THE PROBLEM:
Where the material below has a line containing "fn record(id: &str, created_at: &str, direction: Direction)", start repeating exactly, and keep going through the line containing "let listed = list_messages(&db).await.unwrap();", with no other lines.

INPUT DATA:
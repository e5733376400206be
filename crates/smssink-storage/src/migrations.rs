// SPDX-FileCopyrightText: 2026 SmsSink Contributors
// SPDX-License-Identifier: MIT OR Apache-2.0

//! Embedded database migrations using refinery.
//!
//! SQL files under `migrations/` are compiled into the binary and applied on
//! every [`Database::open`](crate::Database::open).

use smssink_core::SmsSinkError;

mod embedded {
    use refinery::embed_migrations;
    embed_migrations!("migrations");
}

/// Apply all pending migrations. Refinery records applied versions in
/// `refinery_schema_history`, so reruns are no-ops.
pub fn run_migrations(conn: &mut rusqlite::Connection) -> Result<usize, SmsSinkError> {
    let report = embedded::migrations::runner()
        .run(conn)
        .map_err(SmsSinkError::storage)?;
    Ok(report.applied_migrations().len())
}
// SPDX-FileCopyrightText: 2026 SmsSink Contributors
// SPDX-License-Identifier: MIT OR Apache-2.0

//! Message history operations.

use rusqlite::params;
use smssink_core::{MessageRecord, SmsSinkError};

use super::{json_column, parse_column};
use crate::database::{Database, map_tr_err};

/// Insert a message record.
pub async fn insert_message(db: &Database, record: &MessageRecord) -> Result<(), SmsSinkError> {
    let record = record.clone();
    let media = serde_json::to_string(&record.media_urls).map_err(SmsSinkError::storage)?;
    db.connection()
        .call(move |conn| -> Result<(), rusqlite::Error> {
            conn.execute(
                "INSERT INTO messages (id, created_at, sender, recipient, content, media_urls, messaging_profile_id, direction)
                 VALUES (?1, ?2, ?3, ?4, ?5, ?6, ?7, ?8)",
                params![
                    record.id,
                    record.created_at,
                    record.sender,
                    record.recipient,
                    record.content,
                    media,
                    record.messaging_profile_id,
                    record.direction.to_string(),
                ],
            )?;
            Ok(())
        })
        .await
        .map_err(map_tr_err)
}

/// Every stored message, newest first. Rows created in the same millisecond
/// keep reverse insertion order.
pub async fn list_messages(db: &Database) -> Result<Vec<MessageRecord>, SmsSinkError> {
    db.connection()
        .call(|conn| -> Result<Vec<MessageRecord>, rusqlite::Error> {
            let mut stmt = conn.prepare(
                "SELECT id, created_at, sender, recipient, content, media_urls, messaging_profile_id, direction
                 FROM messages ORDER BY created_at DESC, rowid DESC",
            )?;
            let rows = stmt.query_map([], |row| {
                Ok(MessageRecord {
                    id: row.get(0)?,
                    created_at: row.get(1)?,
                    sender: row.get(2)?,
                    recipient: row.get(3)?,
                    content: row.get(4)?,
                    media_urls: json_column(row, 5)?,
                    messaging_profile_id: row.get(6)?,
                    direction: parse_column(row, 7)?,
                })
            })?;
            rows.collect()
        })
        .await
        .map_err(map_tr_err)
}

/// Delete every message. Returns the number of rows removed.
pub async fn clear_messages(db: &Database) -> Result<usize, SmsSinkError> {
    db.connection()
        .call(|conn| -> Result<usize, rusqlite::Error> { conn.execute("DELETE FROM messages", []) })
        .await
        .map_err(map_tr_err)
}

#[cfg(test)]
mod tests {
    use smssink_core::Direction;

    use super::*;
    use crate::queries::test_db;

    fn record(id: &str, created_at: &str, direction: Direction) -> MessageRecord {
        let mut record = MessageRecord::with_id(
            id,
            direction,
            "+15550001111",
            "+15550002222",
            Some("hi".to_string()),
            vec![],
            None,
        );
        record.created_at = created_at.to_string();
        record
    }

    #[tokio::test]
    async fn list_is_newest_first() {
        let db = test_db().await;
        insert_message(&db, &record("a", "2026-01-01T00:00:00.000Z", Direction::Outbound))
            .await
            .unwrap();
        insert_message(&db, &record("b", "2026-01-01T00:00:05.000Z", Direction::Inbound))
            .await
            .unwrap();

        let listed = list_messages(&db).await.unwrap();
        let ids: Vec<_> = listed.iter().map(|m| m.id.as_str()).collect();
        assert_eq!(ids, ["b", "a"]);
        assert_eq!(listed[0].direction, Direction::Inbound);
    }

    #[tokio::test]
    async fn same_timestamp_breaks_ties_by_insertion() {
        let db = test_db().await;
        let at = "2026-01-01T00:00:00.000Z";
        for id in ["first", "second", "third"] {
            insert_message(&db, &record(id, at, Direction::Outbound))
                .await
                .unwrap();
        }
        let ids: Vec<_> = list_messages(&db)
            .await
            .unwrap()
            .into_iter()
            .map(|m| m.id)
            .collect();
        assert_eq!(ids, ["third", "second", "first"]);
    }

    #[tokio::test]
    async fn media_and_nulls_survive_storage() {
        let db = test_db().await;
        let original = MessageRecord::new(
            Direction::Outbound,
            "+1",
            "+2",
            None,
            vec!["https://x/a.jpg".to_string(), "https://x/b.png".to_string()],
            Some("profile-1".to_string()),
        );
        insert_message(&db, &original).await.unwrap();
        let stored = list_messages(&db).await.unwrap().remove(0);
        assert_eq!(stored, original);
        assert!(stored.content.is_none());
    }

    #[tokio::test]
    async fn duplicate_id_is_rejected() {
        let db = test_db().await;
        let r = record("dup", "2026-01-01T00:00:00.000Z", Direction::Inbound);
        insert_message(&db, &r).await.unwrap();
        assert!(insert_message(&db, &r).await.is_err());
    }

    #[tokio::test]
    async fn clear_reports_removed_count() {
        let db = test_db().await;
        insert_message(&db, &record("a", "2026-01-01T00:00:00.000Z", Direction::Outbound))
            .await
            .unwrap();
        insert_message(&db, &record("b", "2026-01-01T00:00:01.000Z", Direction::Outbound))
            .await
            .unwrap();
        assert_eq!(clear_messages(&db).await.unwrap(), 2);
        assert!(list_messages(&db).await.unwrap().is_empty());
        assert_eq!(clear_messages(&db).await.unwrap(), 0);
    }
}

---

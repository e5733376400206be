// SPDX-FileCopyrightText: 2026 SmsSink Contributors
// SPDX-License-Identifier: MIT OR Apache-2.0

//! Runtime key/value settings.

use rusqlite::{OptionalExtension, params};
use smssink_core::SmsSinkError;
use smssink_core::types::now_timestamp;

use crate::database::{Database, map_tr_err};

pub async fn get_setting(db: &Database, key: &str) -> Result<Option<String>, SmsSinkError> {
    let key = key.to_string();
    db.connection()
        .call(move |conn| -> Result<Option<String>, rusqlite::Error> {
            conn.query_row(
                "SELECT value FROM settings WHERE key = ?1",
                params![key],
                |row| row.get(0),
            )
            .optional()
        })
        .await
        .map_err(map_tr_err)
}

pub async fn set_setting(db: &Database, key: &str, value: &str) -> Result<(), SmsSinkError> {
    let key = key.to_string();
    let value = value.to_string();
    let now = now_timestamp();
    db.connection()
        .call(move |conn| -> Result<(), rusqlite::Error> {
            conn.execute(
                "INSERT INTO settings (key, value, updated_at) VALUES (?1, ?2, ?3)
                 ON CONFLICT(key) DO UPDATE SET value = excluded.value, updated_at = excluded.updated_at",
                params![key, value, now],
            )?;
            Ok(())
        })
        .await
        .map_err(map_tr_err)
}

==

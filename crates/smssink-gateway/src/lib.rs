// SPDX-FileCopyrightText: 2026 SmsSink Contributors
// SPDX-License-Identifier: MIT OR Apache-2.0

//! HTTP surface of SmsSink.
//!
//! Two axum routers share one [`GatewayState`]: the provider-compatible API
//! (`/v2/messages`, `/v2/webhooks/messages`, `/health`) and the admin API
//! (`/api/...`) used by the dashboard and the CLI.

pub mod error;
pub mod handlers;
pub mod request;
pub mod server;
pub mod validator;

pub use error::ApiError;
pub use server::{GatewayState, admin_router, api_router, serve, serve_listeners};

ANSWER TO THIS PROBLEM:
    fn record(id: &str, created_at: &str, direction: Direction) -> MessageRecord {
        let mut record = MessageRecord::with_id(
            id,
            direction,
            "+15550001111",
            "+15550002222",
            Some("hi".to_string()),
            vec![],
            None,
        );
        record.created_at = created_at.to_string();
        record
    }

    #[tokio::test]
    async fn list_is_newest_first() {
        let db = test_db().await;
        insert_message(&db, &record("a", "2026-01-01T00:00:00.000Z", Direction::Outbound))
            .await
            .unwrap();
        insert_message(&db, &record("b", "2026-01-01T00:00:05.000Z", Direction::Inbound))
            .await
            .unwrap();

        let listed = list_messages(&db).await.unwrap();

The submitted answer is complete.